EXTRACTED INFORMATION:
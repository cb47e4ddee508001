//! Integration tests for `FrameChannel` over loopback UDP (spec §4.6,
//! scenario S3).

use socketpipe::frame::Utf8Int32Marshaller;
use socketpipe::frame_channel::{frame_channel, FrameChannelOptions};
use socketpipe::socket_options::bind_udp_socket;

fn init_tracing() {
    if std::env::var("RUST_LOG").is_ok() {
        let _ = tracing_subscriber::fmt()
            .with_env_filter(tracing_subscriber::EnvFilter::from_default_env())
            .try_init();
    }
}

fn rt() -> compio::runtime::Runtime {
    init_tracing();
    compio::runtime::Runtime::new().unwrap()
}

#[test]
fn server_echoes_client_datagrams_with_monotonic_local_index() {
    rt().block_on(async {
        let server_addr = "127.0.0.1:0".parse().unwrap();
        let server_socket = bind_udp_socket(server_addr).unwrap();
        let server_addr = server_socket.local_addr().unwrap();

        let client_addr = "127.0.0.1:0".parse().unwrap();
        let client_socket = bind_udp_socket(client_addr).unwrap();

        let (server_tx, server_rx) = frame_channel(
            server_socket,
            Utf8Int32Marshaller,
            FrameChannelOptions::default().server(),
        );

        let (client_tx, client_rx) = frame_channel(
            client_socket,
            Utf8Int32Marshaller,
            FrameChannelOptions::default().client(server_addr),
        );

        let server_task = compio::runtime::spawn(async move {
            for _ in 0..3 {
                let frame = server_rx.recv().await.unwrap();
                server_tx.send_to(frame.payload * 2, frame.peer).await.unwrap();
            }
        });

        for value in [1, 2, 3] {
            client_tx.send(value).await.unwrap();
            let echoed = client_rx.recv().await.unwrap();
            assert_eq!(echoed.payload, value * 2);
        }

        server_task.await;
    });
}
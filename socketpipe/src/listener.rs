//! ClientListener (C8): accepts client sockets and wraps each in a
//! `StreamConnection` (spec §4.8).

use std::future::Future;
use std::io;
use std::net::SocketAddr;
use std::pin::Pin;
use std::sync::atomic::{AtomicBool, Ordering};
use std::sync::Arc;

use compio::net::TcpListener;
use tracing::{error, warn};

use socketpipe_core::error::Error;

use crate::connection::{StreamConnection, StreamConnectionOptions};
use crate::socket_options::{bind_tcp_listener, DEFAULT_LISTEN_BACKLOG};

type ClientTask = Pin<Box<dyn Future<Output = Result<(), Error>> + Send>>;

/// Configuration for a [`ClientListener`] (spec §6).
#[derive(Clone, Copy)]
pub struct ListenerOptions {
    /// Maximum pending-connection backlog. Default 20.
    pub backlog: i32,
}

impl Default for ListenerOptions {
    fn default() -> Self {
        Self {
            backlog: DEFAULT_LISTEN_BACKLOG,
        }
    }
}

impl ListenerOptions {
    #[must_use]
    pub fn with_backlog(mut self, backlog: i32) -> Self {
        self.backlog = backlog;
        self
    }
}

/// User hooks for a [`ClientListener`]'s accept loop.
pub trait ClientListenerHandler: Send + Sync + 'static {
    /// Called once per accepted connection. Errors returned by the
    /// returned future complete both pipe ends with that error (spec
    /// §4.8) and are reported via [`Self::on_client_faulted`].
    fn on_client(&self, transport: StreamConnection, remote: SocketAddr) -> ClientTask;

    /// Called when `on_client`'s future resolves with an error.
    fn on_client_faulted(&self, remote: SocketAddr, error: &Error) {
        let _ = (remote, error);
    }

    /// Called when the accept loop itself exits abnormally (anything
    /// other than the listener being disposed).
    fn on_server_faulted(&self, error: &io::Error) {
        let _ = error;
    }
}

/// Binds a listening socket and dispatches each accepted client to a
/// user-provided handler.
pub struct ClientListener {
    listener: TcpListener,
    connection_options: StreamConnectionOptions,
    disposed: Arc<AtomicBool>,
}

impl ClientListener {
    /// Bind with the default listen backlog (spec §6: 20).
    pub async fn bind(
        addr: SocketAddr,
        connection_options: StreamConnectionOptions,
    ) -> io::Result<Self> {
        Self::bind_with_options(addr, ListenerOptions::default(), connection_options).await
    }

    pub async fn bind_with_options(
        addr: SocketAddr,
        listener_options: ListenerOptions,
        connection_options: StreamConnectionOptions,
    ) -> io::Result<Self> {
        let listener = bind_tcp_listener(addr, listener_options.backlog)?;
        Ok(Self {
            listener,
            connection_options,
            disposed: Arc::new(AtomicBool::new(false)),
        })
    }

    #[must_use]
    pub fn local_addr(&self) -> io::Result<SocketAddr> {
        self.listener.local_addr()
    }

    /// Signal the accept loop to stop after its current `accept()` call.
    pub fn dispose(&self) {
        self.disposed.store(true, Ordering::Release);
    }

    /// Drive the accept loop until disposed or the listener socket
    /// fails. Each accepted client runs `handler.on_client` concurrently
    /// on its own task.
    pub async fn serve(&self, handler: Arc<dyn ClientListenerHandler>) {
        loop {
            if self.disposed.load(Ordering::Acquire) {
                break;
            }
            match self.listener.accept().await {
                Ok((stream, remote)) => {
                    let options = self.connection_options.clone();
                    let handler = Arc::clone(&handler);
                    compio::runtime::spawn(handle_client(stream, remote, options, handler))
                        .detach();
                }
                Err(e) => {
                    if self.disposed.load(Ordering::Acquire) {
                        break;
                    }
                    warn!(error = %e, "client listener accept failed");
                    handler.on_server_faulted(&e);
                    break;
                }
            }
        }
    }
}

async fn handle_client(
    stream: compio::net::TcpStream,
    remote: SocketAddr,
    options: StreamConnectionOptions,
    handler: Arc<dyn ClientListenerHandler>,
) {
    let transport = match StreamConnection::new(stream, options) {
        Ok(t) => t,
        Err(e) => {
            error!(error = %e, %remote, "failed to wrap accepted socket");
            return;
        }
    };

    let result = handler.on_client(transport.clone(), remote).await;
    if let Err(e) = &result {
        transport.send_writer().complete(Some(e.clone()));
        transport.receive_reader().complete(Some(e.clone()));
        handler.on_client_faulted(remote, e);
    }
    transport.dispose();
}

WORK INSTRUCTION:
Copy out all lines from the material above that contain the string "recv".

SOLUTION FOR THIS TASK:
                let frame = server_rx.recv().await.unwrap();
            let echoed = client_rx.recv().await.unwrap();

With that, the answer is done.